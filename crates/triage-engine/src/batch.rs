//! Bounded parallel evaluation of many targets

use crate::{BatchMetrics, BatchRequest, TriageEngine};
use serde::{Deserialize, Serialize};
use std::sync::Arc;
use std::time::Instant;
use tokio::sync::Semaphore;
use tokio_util::sync::CancellationToken;
use triage_domain::{IssueId, Verdict};
use uuid::Uuid;

/// Default number of targets evaluated at once
pub const DEFAULT_CONCURRENCY: usize = 4;

/// What happened to one target of a batch
#[derive(Debug, Clone, PartialEq, Serialize, Deserialize)]
#[serde(tag = "status", rename_all = "lowercase")]
pub enum BatchOutcome {
    /// Evaluated; the Verdict may still mark components unevaluated
    Completed(Box<Verdict>),

    /// The evaluation call failed
    #[serde(rename_all = "camelCase")]
    Failed {
        /// Target issue
        issue_id: IssueId,
        /// Why it failed
        reason: String,
    },

    /// Cancelled before a Verdict was produced
    #[serde(rename_all = "camelCase")]
    Cancelled {
        /// Target issue
        issue_id: IssueId,
    },
}

impl BatchOutcome {
    /// The target issue
    pub fn issue_id(&self) -> IssueId {
        match self {
            BatchOutcome::Completed(verdict) => verdict.issue_id,
            BatchOutcome::Failed { issue_id, .. } | BatchOutcome::Cancelled { issue_id } => *issue_id,
        }
    }

    /// The Verdict, if completed
    pub fn verdict(&self) -> Option<&Verdict> {
        match self {
            BatchOutcome::Completed(verdict) => Some(verdict.as_ref()),
            _ => None,
        }
    }
}

/// Result of one batch run
#[derive(Debug, Clone, Serialize, Deserialize)]
#[serde(rename_all = "camelCase")]
pub struct BatchReport {
    /// Run identifier (UUIDv7, time-ordered)
    pub run_id: Uuid,

    /// One outcome per target, in input order
    pub outcomes: Vec<BatchOutcome>,

    /// Run counters
    pub metrics: BatchMetrics,
}

/// Evaluates many targets against one shared pool and catalog
///
/// Targets run on tokio's blocking pool, at most `concurrency` at a time.
/// Cancelling the token stops the batch: every target without a Verdict at
/// that point is reported as cancelled. Queued targets are never evaluated;
/// an evaluation already running cannot be interrupted, so it finishes on
/// its blocking thread and its Verdict is discarded.
///
/// # Examples
///
/// ```no_run
/// use std::sync::Arc;
/// use triage_engine::{BatchEvaluator, BatchRequest, TriageEngine};
///
/// #[tokio::main]
/// async fn main() -> Result<(), Box<dyn std::error::Error>> {
///     let request = BatchRequest::from_json(&std::fs::read_to_string("batch.json")?)?;
///     let evaluator = BatchEvaluator::new(Arc::new(TriageEngine::new())).with_concurrency(8);
///
///     // Runs until done or Ctrl+C
///     let report = evaluator.run_until_ctrl_c(request).await;
///     println!("{}", report.metrics.summary());
///     Ok(())
/// }
/// ```
pub struct BatchEvaluator {
    engine: Arc<TriageEngine>,
    concurrency: usize,
}

impl BatchEvaluator {
    /// Create an evaluator with the default concurrency
    pub fn new(engine: Arc<TriageEngine>) -> Self {
        Self {
            engine,
            concurrency: DEFAULT_CONCURRENCY,
        }
    }

    /// Set how many targets are evaluated at once (at least 1)
    pub fn with_concurrency(mut self, concurrency: usize) -> Self {
        self.concurrency = concurrency.max(1);
        self
    }

    /// Configured concurrency
    pub fn concurrency(&self) -> usize {
        self.concurrency
    }

    /// Evaluate every target until done or cancelled
    pub async fn run(&self, request: BatchRequest, cancel: CancellationToken) -> BatchReport {
        let run_id = Uuid::now_v7();
        let started = Instant::now();
        let catalog = self.engine.catalog(request.rule_catalog_source.as_deref());
        let pool = Arc::new(request.candidate_pool);
        let semaphore = Arc::new(Semaphore::new(self.concurrency));
        let evaluation_time = request.evaluation_timestamp;

        tracing::info!(
            "Batch {} started: {} target(s), {} candidate(s), concurrency {}",
            run_id,
            request.targets.len(),
            pool.len(),
            self.concurrency
        );

        let mut handles = Vec::with_capacity(request.targets.len());
        for target in request.targets {
            let issue_id = target.id;
            let engine = Arc::clone(&self.engine);
            let catalog = Arc::clone(&catalog);
            let pool = Arc::clone(&pool);
            let semaphore = Arc::clone(&semaphore);
            let cancel = cancel.clone();

            let handle = tokio::spawn(async move {
                let permit = tokio::select! {
                    biased;
                    _ = cancel.cancelled() => return BatchOutcome::Cancelled { issue_id },
                    permit = semaphore.acquire_owned() => match permit {
                        Ok(permit) => permit,
                        Err(e) => {
                            return BatchOutcome::Failed { issue_id, reason: e.to_string() };
                        }
                    },
                };

                // The job may wait in the blocking pool's queue; it skips the
                // evaluation if the batch was cancelled meanwhile.
                let job_cancel = cancel.clone();
                let job = tokio::task::spawn_blocking(move || {
                    let _permit = permit;
                    if job_cancel.is_cancelled() {
                        return None;
                    }
                    Some(engine.evaluate_with_catalog(&catalog, &target, &pool, evaluation_time))
                });

                tokio::select! {
                    biased;
                    _ = cancel.cancelled() => BatchOutcome::Cancelled { issue_id },
                    joined = job => match joined {
                        Ok(None) => BatchOutcome::Cancelled { issue_id },
                        Ok(Some(Ok(verdict))) => BatchOutcome::Completed(Box::new(verdict)),
                        Ok(Some(Err(e))) => BatchOutcome::Failed { issue_id, reason: e.to_string() },
                        Err(e) => BatchOutcome::Failed {
                            issue_id,
                            reason: format!("Task join error: {}", e),
                        },
                    },
                }
            });
            handles.push((issue_id, handle));
        }

        let mut metrics = BatchMetrics::new();
        let mut outcomes = Vec::with_capacity(handles.len());
        for (issue_id, handle) in handles {
            let outcome = match handle.await {
                Ok(outcome) => outcome,
                Err(e) => BatchOutcome::Failed {
                    issue_id,
                    reason: format!("Task join error: {}", e),
                },
            };
            if let BatchOutcome::Failed { reason, .. } = &outcome {
                tracing::warn!("Issue {} failed: {}", issue_id, reason);
            }
            metrics.record(&outcome);
            outcomes.push(outcome);
        }
        metrics.elapsed_ms = u64::try_from(started.elapsed().as_millis()).unwrap_or(u64::MAX);

        tracing::info!(
            "Batch {} finished: {} completed, {} failed, {} cancelled",
            run_id,
            metrics.completed,
            metrics.failed,
            metrics.cancelled
        );

        BatchReport {
            run_id,
            outcomes,
            metrics,
        }
    }

    /// Run the batch, cancelling it on Ctrl+C
    pub async fn run_until_ctrl_c(&self, request: BatchRequest) -> BatchReport {
        let cancel = CancellationToken::new();
        let watcher = {
            let cancel = cancel.clone();
            tokio::spawn(async move {
                if tokio::signal::ctrl_c().await.is_ok() {
                    tracing::info!("Shutdown signal received, cancelling batch");
                    cancel.cancel();
                }
            })
        };

        let report = self.run(request, cancel).await;
        watcher.abort();
        report
    }
}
----
■ TRY IT: Word for word, restate each line of the material.

■ EXPECTED ANSWER:
filename crates/triage-engine/src/batch.rs
//! Bounded parallel evaluation of many targets

use crate::{BatchMetrics, BatchRequest, TriageEngine};
use serde::{Deserialize, Serialize};
use std::sync::Arc;
use std::time::Instant;
use tokio::sync::Semaphore;
use tokio_util::sync::CancellationToken;
use triage_domain::{IssueId, Verdict};
use uuid::Uuid;

/// Default number of targets evaluated at once
pub const DEFAULT_CONCURRENCY: usize = 4;

/// What happened to one target of a batch
#[derive(Debug, Clone, PartialEq, Serialize, Deserialize)]
#[serde(tag = "status", rename_all = "lowercase")]
pub enum BatchOutcome {
    /// Evaluated; the Verdict may still mark components unevaluated
    Completed(Box<Verdict>),

    /// The evaluation call failed
    #[serde(rename_all = "camelCase")]
    Failed {
        /// Target issue
        issue_id: IssueId,
        /// Why it failed
        reason: String,
    },

    /// Cancelled before a Verdict was produced
    #[serde(rename_all = "camelCase")]
    Cancelled {
        /// Target issue
        issue_id: IssueId,
    },
}

impl BatchOutcome {
    /// The target issue
    pub fn issue_id(&self) -> IssueId {
        match self {
            BatchOutcome::Completed(verdict) => verdict.issue_id,
            BatchOutcome::Failed { issue_id, .. } | BatchOutcome::Cancelled { issue_id } => *issue_id,
        }
    }

    /// The Verdict, if completed
    pub fn verdict(&self) -> Option<&Verdict> {
        match self {
            BatchOutcome::Completed(verdict) => Some(verdict.as_ref()),
            _ => None,
        }
    }
}

/// Result of one batch run
#[derive(Debug, Clone, Serialize, Deserialize)]
#[serde(rename_all = "camelCase")]
pub struct BatchReport {
    /// Run identifier (UUIDv7, time-ordered)
    pub run_id: Uuid,

    /// One outcome per target, in input order
    pub outcomes: Vec<BatchOutcome>,

    /// Run counters
    pub metrics: BatchMetrics,
}

/// Evaluates many targets against one shared pool and catalog
///
/// Targets run on tokio's blocking pool, at most `concurrency` at a time.
/// Cancelling the token stops the batch: every target without a Verdict at
/// that point is reported as cancelled. Queued targets are never evaluated;
/// an evaluation already running cannot be interrupted, so it finishes on
/// its blocking thread and its Verdict is discarded.
///
/// # Examples
///
/// ```no_run
/// use std::sync::Arc;
/// use triage_engine::{BatchEvaluator, BatchRequest, TriageEngine};
///
/// #[tokio::main]
/// async fn main() -> Result<(), Box<dyn std::error::Error>> {
///     let request = BatchRequest::from_json(&std::fs::read_to_string("batch.json")?)?;
///     let evaluator = BatchEvaluator::new(Arc::new(TriageEngine::new())).with_concurrency(8);
///
///     // Runs until done or Ctrl+C
///     let report = evaluator.run_until_ctrl_c(request).await;
///     println!("{}", report.metrics.summary());
///     Ok(())
/// }
/// ```
pub struct BatchEvaluator {
    engine: Arc<TriageEngine>,
    concurrency: usize,
}

impl BatchEvaluator {
    /// Create an evaluator with the default concurrency
    pub fn new(engine: Arc<TriageEngine>) -> Self {
        Self {
            engine,
            concurrency: DEFAULT_CONCURRENCY,
        }
    }

    /// Set how many targets are evaluated at once (at least 1)
    pub fn with_concurrency(mut self, concurrency: usize) -> Self {
        self.concurrency = concurrency.max(1);
        self
    }

    /// Configured concurrency
    pub fn concurrency(&self) -> usize {
        self.concurrency
    }

    /// Evaluate every target until done or cancelled
    pub async fn run(&self, request: BatchRequest, cancel: CancellationToken) -> BatchReport {
        let run_id = Uuid::now_v7();
        let started = Instant::now();
        let catalog = self.engine.catalog(request.rule_catalog_source.as_deref());
        let pool = Arc::new(request.candidate_pool);
        let semaphore = Arc::new(Semaphore::new(self.concurrency));
        let evaluation_time = request.evaluation_timestamp;

        tracing::info!(
            "Batch {} started: {} target(s), {} candidate(s), concurrency {}",
            run_id,
            request.targets.len(),
            pool.len(),
            self.concurrency
        );

        let mut handles = Vec::with_capacity(request.targets.len());
        for target in request.targets {
            let issue_id = target.id;
            let engine = Arc::clone(&self.engine);
            let catalog = Arc::clone(&catalog);
            let pool = Arc::clone(&pool);
            let semaphore = Arc::clone(&semaphore);
            let cancel = cancel.clone();

            let handle = tokio::spawn(async move {
                let permit = tokio::select! {
                    biased;
                    _ = cancel.cancelled() => return BatchOutcome::Cancelled { issue_id },
                    permit = semaphore.acquire_owned() => match permit {
                        Ok(permit) => permit,
                        Err(e) => {
                            return BatchOutcome::Failed { issue_id, reason: e.to_string() };
                        }
                    },
                };

                // The job may wait in the blocking pool's queue; it skips the
                // evaluation if the batch was cancelled meanwhile.
                let job_cancel = cancel.clone();
                let job = tokio::task::spawn_blocking(move || {
                    let _permit = permit;
                    if job_cancel.is_cancelled() {
                        return None;
                    }
                    Some(engine.evaluate_with_catalog(&catalog, &target, &pool, evaluation_time))
                });

                tokio::select! {
                    biased;
                    _ = cancel.cancelled() => BatchOutcome::Cancelled { issue_id },
                    joined = job => match joined {
                        Ok(None) => BatchOutcome::Cancelled { issue_id },
                        Ok(Some(Ok(verdict))) => BatchOutcome::Completed(Box::new(verdict)),
                        Ok(Some(Err(e))) => BatchOutcome::Failed { issue_id, reason: e.to_string() },
                        Err(e) => BatchOutcome::Failed {
                            issue_id,
                            reason: format!("Task join error: {}", e),
                        },
                    },
                }
            });
            handles.push((issue_id, handle));
        }

        let mut metrics = BatchMetrics::new();
        let mut outcomes = Vec::with_capacity(handles.len());
        for (issue_id, handle) in handles {
            let outcome = match handle.await {
                Ok(outcome) => outcome,
                Err(e) => BatchOutcome::Failed {
                    issue_id,
                    reason: format!("Task join error: {}", e),
                },
            };
            if let BatchOutcome::Failed { reason, .. } = &outcome {
                tracing::warn!("Issue {} failed: {}", issue_id, reason);
            }
            metrics.record(&outcome);
            outcomes.push(outcome);
        }
        metrics.elapsed_ms = u64::try_from(started.elapsed().as_millis()).unwrap_or(u64::MAX);

        tracing::info!(
            "Batch {} finished: {} completed, {} failed, {} cancelled",
            run_id,
            metrics.completed,
            metrics.failed,
            metrics.cancelled
        );

        BatchReport {
            run_id,
            outcomes,
            metrics,
        }
    }

    /// Run the batch, cancelling it on Ctrl+C
    pub async fn run_until_ctrl_c(&self, request: BatchRequest) -> BatchReport {
        let cancel = CancellationToken::new();
        let watcher = {
            let cancel = cancel.clone();
            tokio::spawn(async move {
                if tokio::signal::ctrl_c().await.is_ok() {
                    tracing::info!("Shutdown signal received, cancelling batch");
                    cancel.cancel();
                }
            })
        };

        let report = self.run(request, cancel).await;
        watcher.abort();
        report
    }
}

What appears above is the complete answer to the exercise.